The culture shaped human time perception. We think about the time as the arrow shot into space. That has, of course, the impact on data visualization aspect. There are three basic rules regarding presenting data in the context of time. By following them, people easily digest information and form conclusions.

1. Use left-right direction.

2. Keep chronological order.

3. Use typical time units.

Another thing to consider is proper visualization. The decision of using one visualization than another depends on the aspect of continues or categorical data type. Continuous data have only one option — line graph. However, categorical data, which are clustered in periods or bins, can be more tricky.

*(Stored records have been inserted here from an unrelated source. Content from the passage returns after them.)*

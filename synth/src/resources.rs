// Copyright Amazon.com, Inc. or its affiliates. All Rights Reserved.
// SPDX-License-Identifier: MIT-0

//! Typed properties for the CloudFormation resource types these stacks use.
//!
//! Field names follow the CloudFormation property names through
//! `rename_all = "PascalCase"`; only the properties the stacks set are modeled.

use serde::Serialize;
use serde_json::Value;

use crate::template::{Tag, Token};

/// Properties of a CloudFormation resource type.
pub trait ResourceProperties: Serialize {
    const TYPE: &'static str;
}

macro_rules! resource_type {
    ($props:ty, $name:literal) => {
        impl ResourceProperties for $props {
            const TYPE: &'static str = $name;
        }
    };
}

#[derive(Debug, Clone, Serialize)]
#[serde(rename_all = "PascalCase")]
pub struct VpcProps {
    pub cidr_block: String,
    pub enable_dns_hostnames: bool,
    pub enable_dns_support: bool,
    pub tags: Vec<Tag>,
}
resource_type!(VpcProps, "AWS::EC2::VPC");

#[derive(Debug, Clone, Serialize)]
#[serde(rename_all = "PascalCase")]
pub struct InternetGatewayProps {
    pub tags: Vec<Tag>,
}
resource_type!(InternetGatewayProps, "AWS::EC2::InternetGateway");

#[derive(Debug, Clone, Serialize)]
#[serde(rename_all = "PascalCase")]
pub struct VpcGatewayAttachmentProps {
    pub vpc_id: Token,
    pub internet_gateway_id: Token,
}
resource_type!(VpcGatewayAttachmentProps, "AWS::EC2::VPCGatewayAttachment");

#[derive(Debug, Clone, Serialize)]
#[serde(rename_all = "PascalCase")]
pub struct RouteTableProps {
    pub vpc_id: Token,
    pub tags: Vec<Tag>,
}
resource_type!(RouteTableProps, "AWS::EC2::RouteTable");

#[derive(Debug, Clone, Serialize)]
#[serde(rename_all = "PascalCase")]
pub struct SubnetProps {
    pub vpc_id: Token,
    pub cidr_block: String,
    pub availability_zone: String,
    pub map_public_ip_on_launch: bool,
    pub tags: Vec<Tag>,
}
resource_type!(SubnetProps, "AWS::EC2::Subnet");

#[derive(Debug, Clone, Serialize)]
#[serde(rename_all = "PascalCase")]
pub struct SubnetRouteTableAssociationProps {
    pub subnet_id: Token,
    pub route_table_id: Token,
}
resource_type!(
    SubnetRouteTableAssociationProps,
    "AWS::EC2::SubnetRouteTableAssociation"
);

#[derive(Debug, Clone, Serialize)]
#[serde(rename_all = "PascalCase")]
pub struct RouteProps {
    pub route_table_id: Token,
    pub destination_cidr_block: String,
    pub gateway_id: Token,
}
resource_type!(RouteProps, "AWS::EC2::Route");

#[derive(Debug, Clone, Serialize)]
#[serde(rename_all = "PascalCase")]
pub struct EgressRule {
    pub ip_protocol: String,
    pub cidr_ip: String,
}

impl EgressRule {
    pub fn allow_all() -> Self {
        Self {
            ip_protocol: "-1".to_string(),
            cidr_ip: crate::constants::ANY_IPV4.to_string(),
        }
    }
}

#[derive(Debug, Clone, Serialize)]
#[serde(rename_all = "PascalCase")]
pub struct IngressRule {
    pub ip_protocol: String,
    pub from_port: u16,
    pub to_port: u16,
    pub cidr_ip: String,
    pub description: String,
}

#[derive(Debug, Clone, Serialize)]
#[serde(rename_all = "PascalCase")]
pub struct SecurityGroupProps {
    pub group_description: String,
    pub group_name: String,
    pub vpc_id: Token,
    pub security_group_egress: Vec<EgressRule>,
    #[serde(skip_serializing_if = "Vec::is_empty")]
    pub security_group_ingress: Vec<IngressRule>,
    pub tags: Vec<Tag>,
}
resource_type!(SecurityGroupProps, "AWS::EC2::SecurityGroup");

#[derive(Debug, Clone, Serialize)]
#[serde(rename_all = "PascalCase")]
pub struct SecurityGroupIngressProps {
    pub group_id: Token,
    pub ip_protocol: String,
    pub from_port: u16,
    pub to_port: u16,
    #[serde(skip_serializing_if = "Option::is_none")]
    pub cidr_ip: Option<String>,
    #[serde(skip_serializing_if = "Option::is_none")]
    pub source_security_group_id: Option<Token>,
    pub description: String,
}
resource_type!(SecurityGroupIngressProps, "AWS::EC2::SecurityGroupIngress");

#[derive(Debug, Clone, Serialize)]
#[serde(rename_all = "PascalCase")]
pub struct LogGroupProps {
    pub log_group_name: String,
    pub retention_in_days: u32,
}
resource_type!(LogGroupProps, "AWS::Logs::LogGroup");

#[derive(Debug, Clone, Serialize)]
#[serde(rename_all = "PascalCase")]
pub struct RoleProps {
    pub assume_role_policy_document: PolicyDocument,
    #[serde(skip_serializing_if = "Vec::is_empty")]
    pub managed_policy_arns: Vec<Value>,
}
resource_type!(RoleProps, "AWS::IAM::Role");

#[derive(Debug, Clone, Serialize)]
#[serde(rename_all = "PascalCase")]
pub struct PolicyProps {
    pub policy_document: PolicyDocument,
    pub policy_name: String,
    pub roles: Vec<Token>,
}
resource_type!(PolicyProps, "AWS::IAM::Policy");

#[derive(Debug, Clone, Serialize)]
#[serde(rename_all = "PascalCase")]
pub struct PolicyDocument {
    pub statement: Vec<PolicyStatement>,
    pub version: String,
}

impl PolicyDocument {
    pub fn new(statement: Vec<PolicyStatement>) -> Self {
        Self {
            statement,
            version: "2012-10-17".to_string(),
        }
    }

    /// Trust policy letting the given service principal assume a role.
    pub fn assumed_by(service: &str) -> Self {
        Self::new(vec![PolicyStatement {
            action: vec!["sts:AssumeRole".to_string()],
            effect: "Allow".to_string(),
            principal: Some(serde_json::json!({ "Service": service })),
            resource: None,
        }])
    }
}

#[derive(Debug, Clone, Serialize)]
#[serde(rename_all = "PascalCase")]
pub struct PolicyStatement {
    pub action: Vec<String>,
    pub effect: String,
    #[serde(skip_serializing_if = "Option::is_none")]
    pub principal: Option<Value>,
    #[serde(skip_serializing_if = "Option::is_none")]
    pub resource: Option<Token>,
}

#[derive(Debug, Clone, Serialize)]
#[serde(rename_all = "PascalCase")]
pub struct FlowLogProps {
    pub resource_id: Token,
    pub resource_type: String,
    pub traffic_type: String,
    pub deliver_logs_permission_arn: Token,
    pub log_destination_type: String,
    pub log_group_name: Token,
}
resource_type!(FlowLogProps, "AWS::EC2::FlowLog");

#[derive(Debug, Clone, Default, Serialize)]
pub struct EipProps {}
resource_type!(EipProps, "AWS::EC2::EIP");

#[derive(Debug, Clone, Serialize)]
#[serde(rename_all = "PascalCase")]
pub struct EipAssociationProps {
    pub allocation_id: Token,
    pub network_interface_id: Token,
}
resource_type!(EipAssociationProps, "AWS::EC2::EIPAssociation");

#[derive(Debug, Clone, Serialize)]
#[serde(rename_all = "PascalCase")]
pub struct NetworkInterfaceProps {
    pub subnet_id: Token,
    pub group_set: Vec<Token>,
    pub source_dest_check: bool,
    pub description: String,
}
resource_type!(NetworkInterfaceProps, "AWS::EC2::NetworkInterface");

#[derive(Debug, Clone, Serialize)]
#[serde(rename_all = "PascalCase")]
pub struct InstanceProfileProps {
    pub roles: Vec<Token>,
    pub instance_profile_name: String,
}
resource_type!(InstanceProfileProps, "AWS::IAM::InstanceProfile");

/// One entry of an instance's `NetworkInterfaces` list.
#[derive(Debug, Clone, Serialize)]
#[serde(rename_all = "PascalCase")]
pub struct InstanceNetworkInterface {
    /// CloudFormation takes the device index as a string.
    pub device_index: String,
    pub network_interface_id: Token,
}

#[derive(Debug, Clone, Serialize)]
#[serde(rename_all = "PascalCase")]
pub struct InstanceProps {
    pub instance_type: String,
    pub image_id: String,
    pub key_name: String,
    pub network_interfaces: Vec<InstanceNetworkInterface>,
    pub iam_instance_profile: Token,
    pub tags: Vec<Tag>,
}
resource_type!(InstanceProps, "AWS::EC2::Instance");

#[derive(Debug, Clone, Serialize)]
#[serde(rename_all = "PascalCase")]
pub struct SsmParameterProps {
    pub name: String,
    #[serde(rename = "Type")]
    pub parameter_type: String,
    pub value: String,
    pub description: String,
    pub tier: ParameterTier,
}
resource_type!(SsmParameterProps, "AWS::SSM::Parameter");

#[derive(Debug, Clone, Copy, PartialEq, Eq, Serialize)]
pub enum ParameterTier {
    Standard,
    Advanced,
    #[serde(rename = "Intelligent-Tiering")]
    IntelligentTiering,
}
// Copyright Amazon.com, Inc. or its affiliates. All Rights Reserved.
// SPDX-License-Identifier: MIT-0

// Stack names
pub const PARAMETER_STACK_NAME: &str = "vsrx-parameters";
pub const NETWORK_STACK_NAME: &str = "vsrx-vpc";
pub const APPLIANCE_STACK_NAME: &str = "vsrx-appliance";

// Parameter Store keys
pub const APPROVED_MANAGEMENT_IPS_PARAMETER: &str = "/vsrx/approved_management_ips";
pub const AMI_NAME_PARAMETER: &str = "/vsrx/ami-name";
pub const INSTANCE_TYPE_PARAMETER: &str = "/vsrx/instance-type";
pub const KEY_PAIR_NAME_PARAMETER: &str = "/vsrx/key-pair-name";

pub const DEFAULT_APPROVED_MANAGEMENT_IP: &str = "198.51.100.10/32";
pub const DEFAULT_AMI_NAME: &str = "junos-vsrx3-x86-64";
pub const DEFAULT_INSTANCE_TYPE: &str = "c5.xlarge";
pub const DEFAULT_KEY_PAIR_NAME: &str = "vSRXKeyPair";

pub const VPC_CIDR: &str = "10.0.0.0/20";
pub const ANY_IPV4: &str = "0.0.0.0/0";

/// Availability zone suffixes, in CIDR table column order.
pub const ZONES: [char; 3] = ['a', 'b', 'c'];

/// Subnet CIDRs per tier, one column per zone in [`ZONES`] order.
pub const PUBLIC_SUBNET_CIDRS: [&str; 3] = ["10.0.0.0/24", "10.0.1.0/24", "10.0.2.0/24"];
pub const MANAGEMENT_SUBNET_CIDRS: [&str; 3] = ["10.0.4.0/24", "10.0.5.0/24", "10.0.6.0/24"];
pub const PRIVATE_SUBNET_CIDRS: [&str; 3] = ["10.0.8.0/24", "10.0.9.0/24", "10.0.10.0/24"];
pub const TGW_SUBNET_CIDRS: [&str; 3] = ["10.0.15.192/28", "10.0.15.208/28", "10.0.15.224/28"];

pub const SSH_PORT: u16 = 22;
pub const HTTPS_PORT: u16 = 443;
pub const MAX_PORT: u16 = 65535;

pub const FLOW_LOG_GROUP_NAME: &str = "/aws/vpc/flowlogs";
pub const FLOW_LOG_RETENTION_DAYS: u32 = 7;
pub const FLOW_LOGS_SERVICE_PRINCIPAL: &str = "vpc-flow-logs.amazonaws.com";
pub const EC2_SERVICE_PRINCIPAL: &str = "ec2.amazonaws.com";
pub const SSM_MANAGED_INSTANCE_POLICY: &str = "AmazonSSMManagedInstanceCore";
pub const INSTANCE_PROFILE_NAME: &str = "vSRXInstanceProfile";

// Synthesis
pub const DUMMY_VALUE_PREFIX: &str = "dummy-value-for-";
pub const DUMMY_IMAGE_ID: &str = "ami-1234";
pub const UNKNOWN_ACCOUNT: &str = "unknown-account";
pub const MAX_SYNTH_PASSES: usize = 3;
pub const ASSEMBLY_VERSION: &str = "36.0.0";
pub const MANIFEST_FILE: &str = "manifest.json";
pub const TEMPLATE_FORMAT_VERSION: &str = "2010-09-09";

In today’s scenario, let’s imagine that we present outcomes (level of satisfaction) from the survey grouped by respondents age. What would be the best choice when the data dimension is embedded in time, but not expressed in typical time units?

Stacked bar chart

The general rule is to present categorical data on a stacked bar chart (using Y-axis), with proper descending sorting. Nevertheless, categories which are linked with the time, for instance: age bins, archaeological periods, process’s phases, the human brain decodes much easier on X-axisstarting from left and ending on right.

Stacked column chart

Presenting time-related categories on X-axis is good to remember to keep chronological order. Like in this example, sorting descending categories by the value are not very effective. The audience must use a cognitive power to understand the meaning of X-axis and figure out the order of age bins in the survey population.

Stacked column chart (chronological order)

Then, when we placed categories on X-axis with chronological order, and like in this example the order is from younger to older, we tell the story of distribution of survey outcomes among respondents population in the age group context. Combination of a column chart and X-axis embeds us within the context of population distribution and helps remember the results.